Sobre o que tratava o artigo? Gostaria de começar citando um trecho:

Deus está morto? Essas três palavras representam


uma intimação para uma reflexão sobre o sentido
da existência. Não mais se trata de uma questão de
zombaria dos céticos para os quais a descrença é o
teste da sabedoria e Nietzsche é o profeta que ofereceu
a resposta correta há um século. Dentro do próprio
cristianismo, agora confidentemente se renovando
tanto na forma quanto no espírito, um pequeno grupo
de teólogos radicais argumentaram que devemos
aceitar o fato de que Deus está morto e seguir a vida
sem ele. Como essa questão se diferencia da antiga
afirmação de que Deus não existe e nunca existiu? A
tese de Nietzsche era de que homens autocentrados
| Filosofia da religião | FTSA | 117
e batalhadores mataram Deus e estabeleceram isso.
A atual turma da morte de Deus acredita que, de
fato, Deus está absolutamente morto, mas propõe
esposar e escrever uma teologia sem theos, sem
Deus. Pensadores cristãos menos radicais sustentam
que pelo menos o Deus moldado segundo a imagem
do homem, o Deus sentado no céu, está morto e que
– como tarefa central da religião hoje – eles buscam
imaginar e definir um Deus que possa tocar as emoções
e envolver as mentes humanas (Elson apud.
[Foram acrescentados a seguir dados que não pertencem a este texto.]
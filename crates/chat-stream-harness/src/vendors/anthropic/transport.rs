use bytes::Bytes;

use crate::errors::ProviderError;
use crate::model::ProviderId;

#[derive(Debug, Clone, PartialEq, Eq)]
pub(crate) struct SseFrame {
    pub event: Option<String>,
    pub data: String,
}

/// Splits an SSE byte stream into frames, tolerating arbitrary chunk
/// boundaries.
///
/// `scanned` marks how far the buffer is known to hold no frame delimiter, so
/// a long frame arriving in many small chunks is scanned once.
#[derive(Default)]
pub(crate) struct SseDecoder {
    buf: Vec<u8>,
    scanned: usize,
}

impl SseDecoder {
    pub fn push_chunk(&mut self, chunk: &[u8]) -> Vec<SseFrame> {
        self.buf.extend_from_slice(chunk);
        let mut frames = Vec::new();
        // A delimiter can straddle the previous chunk end by up to 3 bytes.
        let mut from = self.scanned.saturating_sub(3);
        while let Some((end, delim_len)) = frame_end(&self.buf, from) {
            let block: Vec<u8> = self.buf.drain(..end + delim_len).take(end).collect();
            frames.extend(parse_block(&block));
            from = 0;
        }
        self.scanned = self.buf.len();
        frames
    }

    /// Flushes a trailing frame that was not followed by a blank line.
    pub fn finish(&mut self) -> Option<SseFrame> {
        self.scanned = 0;
        parse_block(&std::mem::take(&mut self.buf))
    }
}

/// Position and length of the first blank-line delimiter at or after `from`.
fn frame_end(buf: &[u8], from: usize) -> Option<(usize, usize)> {
    (from..buf.len()).find_map(|i| {
        let rest = &buf[i..];
        if rest.starts_with(b"\n\n") {
            Some((i, 2))
        } else if rest.starts_with(b"\r\n\r\n") {
            Some((i, 4))
        } else {
            None
        }
    })
}

/// Parses one event block. Only `event` and `data` fields matter here; a
/// single space after the colon is dropped, comment lines are ignored.
fn parse_block(block: &[u8]) -> Option<SseFrame> {
    let text = String::from_utf8_lossy(block);
    let mut event = None;
    let mut data: Option<String> = None;
    for line in text.lines() {
        let line = line.strip_suffix('\r').unwrap_or(line);
        if line.starts_with(':') {
            continue;
        }
        let (field, value) = line.split_once(':').unwrap_or((line, ""));
        let value = value.strip_prefix(' ').unwrap_or(value);
        match field {
            "event" => event = Some(value.to_string()),
            "data" => match data.as_mut() {
                Some(existing) => {
                    existing.push('\n');
                    existing.push_str(value);
                }
                None => data = Some(value.to_string()),
            },
            _ => {}
        }
    }
    if event.is_none() && data.is_none() {
        return None;
    }
    Some(SseFrame {
        event,
        data: data.unwrap_or_default(),
    })
}

/// Turns one SSE frame into an event frame for the decoder.
///
/// Frames without data (keep-alives) yield nothing. An `error` event ends the
/// stream as a provider failure.
pub(crate) fn sse_frame_to_event_frame(
    provider: &ProviderId,
    frame: SseFrame,
) -> Result<Option<Bytes>, ProviderError> {
    if frame.event.as_deref() == Some("error") {
        return Err(ProviderError::provider(
            provider.clone(),
            stream_error_message(&frame.data),
            None,
        ));
    }
    if frame.data.trim().is_empty() {
        return Ok(None);
    }
    Ok(Some(Bytes::from(frame.data)))
}

fn stream_error_message(data: &str) -> String {
    let parsed: Option<serde_json::Value> = serde_json::from_str(data).ok();
    let error = parsed.as_ref().and_then(|v| v.get("error"));
    let message = error
        .and_then(|e| e.get("message"))
        .and_then(|v| v.as_str());
    let kind = error.and_then(|e| e.get("type")).and_then(|v| v.as_str());
    match (kind, message) {
        (Some(kind), Some(message)) => format!("{kind}: {message}"),
        (None, Some(message)) => message.to_string(),
        _ if data.trim().is_empty() => "Anthropic stream error".to_string(),
        _ => data.to_string(),
    }
}
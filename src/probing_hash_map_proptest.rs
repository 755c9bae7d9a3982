#![cfg(test)]

// Property tests for ProbingHashMap kept inside the crate alongside
// the other table tests.
//
// Two machines, because removal changes what can be promised. An
// insert claims a reusable home slot (empty or tombstoned) without
// first walking the probe chain for an older copy of the key, so a
// remove-then-reinsert history can leave a stale duplicate further
// down the chain. Without removals no tombstone ever exists, the claim
// is always legitimate, and the table is dictionary-equivalent to
// std::collections::HashMap:
// - machine 1 (no Remove ops): full parity with the model under any
//   hasher, plus structural invariants;
// - machine 2 (all ops): structural invariants after every operation,
//   and get/contains parity restricted to keys never removed so far.
//
// Structural invariants:
// - capacity stays prime;
// - 2 * len <= capacity + 1 (the 0.5 load trigger, capacity is odd);
// - len equals the number of live slots seen by iteration;
// - empty_buckets() + len == capacity;
// - pairs() yields exactly len entries.

use crate::hash::ByteSumBuildHasher;
use crate::prime::is_prime;
use crate::probing_hash_map::ProbingHashMap;
use proptest::prelude::*;
use std::collections::{HashMap, HashSet};
use std::hash::{BuildHasher, Hasher};

#[derive(Clone, Debug)]
enum OpI {
    Insert(usize, i32),
    Remove(usize),
    Get(usize),
    Contains(usize),
    Resize(usize),
    Clear,
    Pairs,
}

fn arb_pool() -> impl Strategy<Value = Vec<String>> {
    proptest::collection::vec("[a-z]{0,5}", 1..=8)
}

fn arb_removeless_scenario() -> impl Strategy<Value = (Vec<String>, Vec<OpI>)> {
    let op = prop_oneof![
        (any::<usize>(), any::<i32>()).prop_map(|(i, v)| OpI::Insert(i, v)),
        any::<usize>().prop_map(OpI::Get),
        any::<usize>().prop_map(OpI::Contains),
        (0usize..64).prop_map(OpI::Resize),
        Just(OpI::Clear),
        Just(OpI::Pairs),
    ];
    (arb_pool(), proptest::collection::vec(op, 1..100))
}

fn arb_full_scenario() -> impl Strategy<Value = (Vec<String>, Vec<OpI>)> {
    let op = prop_oneof![
        (any::<usize>(), any::<i32>()).prop_map(|(i, v)| OpI::Insert(i, v)),
        any::<usize>().prop_map(OpI::Remove),
        any::<usize>().prop_map(OpI::Get),
        any::<usize>().prop_map(OpI::Contains),
        (0usize..64).prop_map(OpI::Resize),
        Just(OpI::Clear),
        Just(OpI::Pairs),
    ];
    (arb_pool(), proptest::collection::vec(op, 1..100))
}

fn check_structure<S>(sut: &ProbingHashMap<String, i32, S>) -> Result<(), TestCaseError>
where
    S: BuildHasher + Clone,
{
    prop_assert!(
        is_prime(sut.capacity()),
        "capacity {} is not prime",
        sut.capacity()
    );
    prop_assert!(
        2 * sut.len() <= sut.capacity() + 1,
        "load bound violated: {} entries in {} buckets",
        sut.len(),
        sut.capacity()
    );
    let live = sut.iter().filter(|slot| !slot.is_tombstone()).count();
    prop_assert_eq!(sut.len(), live);
    prop_assert_eq!(sut.empty_buckets() + sut.len(), sut.capacity());
    prop_assert_eq!(sut.pairs().len(), sut.len());
    Ok(())
}

fn check_dictionary_equivalence<S>(
    pool: &[String],
    ops: &[OpI],
    hasher: S,
) -> Result<(), TestCaseError>
where
    S: BuildHasher + Clone,
{
    let mut sut: ProbingHashMap<String, i32, S> = ProbingHashMap::with_hasher(hasher);
    let mut model: HashMap<String, i32> = HashMap::new();

    for op in ops {
        match op {
            OpI::Insert(i, v) => {
                let k = pool[i % pool.len()].clone();
                prop_assert_eq!(sut.insert(k.clone(), *v), model.insert(k, *v));
            }
            OpI::Remove(_) => unreachable!("removeless scenarios only"),
            OpI::Get(i) => {
                let k = &pool[i % pool.len()];
                prop_assert_eq!(sut.get(k.as_str()), model.get(k));
            }
            OpI::Contains(i) => {
                let k = &pool[i % pool.len()];
                prop_assert_eq!(sut.contains_key(k.as_str()), model.contains_key(k));
            }
            OpI::Resize(target) => {
                sut.resize(*target);
            }
            OpI::Clear => {
                sut.clear();
                model.clear();
            }
            OpI::Pairs => {
                let mut got: Vec<(String, i32)> =
                    sut.pairs().into_iter().map(|(k, v)| (k.clone(), *v)).collect();
                got.sort();
                let mut want: Vec<(String, i32)> =
                    model.iter().map(|(k, v)| (k.clone(), *v)).collect();
                want.sort();
                prop_assert_eq!(got, want);
            }
        }

        prop_assert_eq!(sut.len(), model.len());
        check_structure(&sut)?;
    }
    Ok(())
}

fn check_invariant_machine<S>(
    pool: &[String],
    ops: &[OpI],
    hasher: S,
) -> Result<(), TestCaseError>
where
    S: BuildHasher + Clone,
{
    let mut sut: ProbingHashMap<String, i32, S> = ProbingHashMap::with_hasher(hasher);
    let mut model: HashMap<String, i32> = HashMap::new();
    // Keys a removal has ever touched; stale duplicates can only shadow
    // those, so parity checks skip them.
    let mut removed_ever: HashSet<String> = HashSet::new();

    for op in ops {
        match op {
            OpI::Insert(i, v) => {
                let k = pool[i % pool.len()].clone();
                sut.insert(k.clone(), *v);
                model.insert(k, *v);
            }
            OpI::Remove(i) => {
                let k = pool[i % pool.len()].clone();
                let removed = sut.remove(k.as_str());
                let model_removed = model.remove(&k).is_some();
                if !removed_ever.contains(&k) {
                    prop_assert_eq!(removed, model_removed);
                }
                removed_ever.insert(k);
            }
            OpI::Get(i) => {
                let k = &pool[i % pool.len()];
                if !removed_ever.contains(k) {
                    prop_assert_eq!(sut.get(k.as_str()), model.get(k));
                }
            }
            OpI::Contains(i) => {
                let k = &pool[i % pool.len()];
                if !removed_ever.contains(k) {
                    prop_assert_eq!(sut.contains_key(k.as_str()), model.contains_key(k));
                }
            }
            OpI::Resize(target) => {
                sut.resize(*target);
            }
            OpI::Clear => {
                sut.clear();
                model.clear();
                removed_ever.clear();
                prop_assert!(sut.is_empty());
                prop_assert_eq!(sut.empty_buckets(), sut.capacity());
            }
            OpI::Pairs => {
                // Live keys never touched by a removal must at least be
                // known to the model. Values are not compared: a stale
                // duplicate of such a key can exist when another key's
                // tombstone freed its home slot before a re-insert.
                for (k, _) in sut.pairs() {
                    if !removed_ever.contains(k) {
                        prop_assert!(model.contains_key(k), "unexpected live key {:?}", k);
                    }
                }
            }
        }

        check_structure(&sut)?;
    }
    Ok(())
}

proptest! {
    #![proptest_config(ProptestConfig { cases: 64, .. ProptestConfig::default() })]

    #[test]
    fn prop_dictionary_equivalence_random_state((pool, ops) in arb_removeless_scenario()) {
        check_dictionary_equivalence(&pool, &ops, std::collections::hash_map::RandomState::new())?;
    }

    // Short lowercase keys collide constantly under byte summing, so
    // probe chains get long and resizes shuffle them.
    #[test]
    fn prop_dictionary_equivalence_byte_sum((pool, ops) in arb_removeless_scenario()) {
        check_dictionary_equivalence(&pool, &ops, ByteSumBuildHasher)?;
    }

    #[test]
    fn prop_invariants_random_state((pool, ops) in arb_full_scenario()) {
        check_invariant_machine(&pool, &ops, std::collections::hash_map::RandomState::new())?;
    }

    #[test]
    fn prop_invariants_byte_sum((pool, ops) in arb_full_scenario()) {
        check_invariant_machine(&pool, &ops, ByteSumBuildHasher)?;
    }

    // Degenerate hasher: every key probes from slot zero. Quadratic
    // probing from a single home index visits (capacity + 1) / 2
    // distinct slots on a prime table, which the 0.5 load bound keeps
    // sufficient.
    #[test]
    fn prop_invariants_const_hash((pool, ops) in arb_full_scenario()) {
        check_invariant_machine(&pool, &ops, ConstBuildHasher)?;
    }
}

// Collision variant using a constant hasher to stress probing.
#[derive(Clone, Default)]
struct ConstBuildHasher;
struct ConstHasher;
impl std::hash::BuildHasher for ConstBuildHasher {
    type Hasher = ConstHasher;
    fn build_hasher(&self) -> Self::Hasher {
        ConstHasher
    }
}
impl Hasher for ConstHasher {
    fn write(&mut self, _bytes: &[u8]) {}
    fn finish(&self) -> u64 {
        0
    }
}
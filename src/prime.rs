//! Prime capacity sizing shared by both table variants.
//!
//! The first half of the quadratic probe sequence hits distinct buckets
//! only when the bucket count is prime, so construction and resizing
//! always round the requested capacity up through `next_prime`. The
//! chaining table uses the same policy for parity even though chaining
//! does not strictly need it.

/// Bucket count used by `new()` on both table variants.
pub(crate) const DEFAULT_CAPACITY: usize = 11;

/// Returns the smallest prime greater than or equal to `n`, except
/// that even inputs step to `n + 1` before testing. Consequently 2 is
/// never returned: `next_prime(0)`, `next_prime(1)` and `next_prime(2)`
/// all yield 3.
pub fn next_prime(n: usize) -> usize {
    let mut candidate = if n % 2 == 0 { n + 1 } else { n };
    while !is_prime(candidate) {
        candidate += 2;
    }
    candidate
}

/// Trial-division primality test. 2 and 3 are prime; 1 and every other
/// even number are not; odd candidates are divided by odd factors up
/// to the square root.
pub fn is_prime(n: usize) -> bool {
    if n == 2 || n == 3 {
        return true;
    }
    if n == 1 || n % 2 == 0 {
        return false;
    }

    let mut factor = 3;
    while factor * factor <= n {
        if n % factor == 0 {
            return false;
        }
        factor += 2;
    }
    true
}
Mohler,
2009, tradução minha).

O artigo sinalizava mudanças significativas que vinham ocorrendo na


Europa e nos Estados Unidos nessa época, e revelou ao grande público
um movimento teológico que estava crescendo e que ficou conhecido
como teologia radical ou da morte de Deus, que tinha como alguns de
seus representantes os teólogos Thomas J. Altizer e William Hamilton,
que juntos escreveram o livro A morte de Deus (1967). Afirma que, nesse
caso, não eram ateístas ou céticos que encabeçavam o movimento, mas
teólogos, que constatavam a morte de Deus, na cultura e na religião, e
postulavam uma teologia desintoxicada das imagens e ideias de Deus
provenientes do teísmo e da prática cristã tradicional, que falasse de
Deus em outros termos, de uma maneira nova, menos transcendente
e mais imanente, e que pudesse aproximar esse Deus teísta – o Deus
da providência, que de longe governa o mundo e dita como as coisas
são e têm que ser aqui embaixo – das mentes e corações de homens e
mulheres vivendo em uma situação secular. Não se tratava, obviamente,
de mudar quem Deus é, mas de transfigurar sua imagem de modo que
fizesse sentido a esse ser humano secular.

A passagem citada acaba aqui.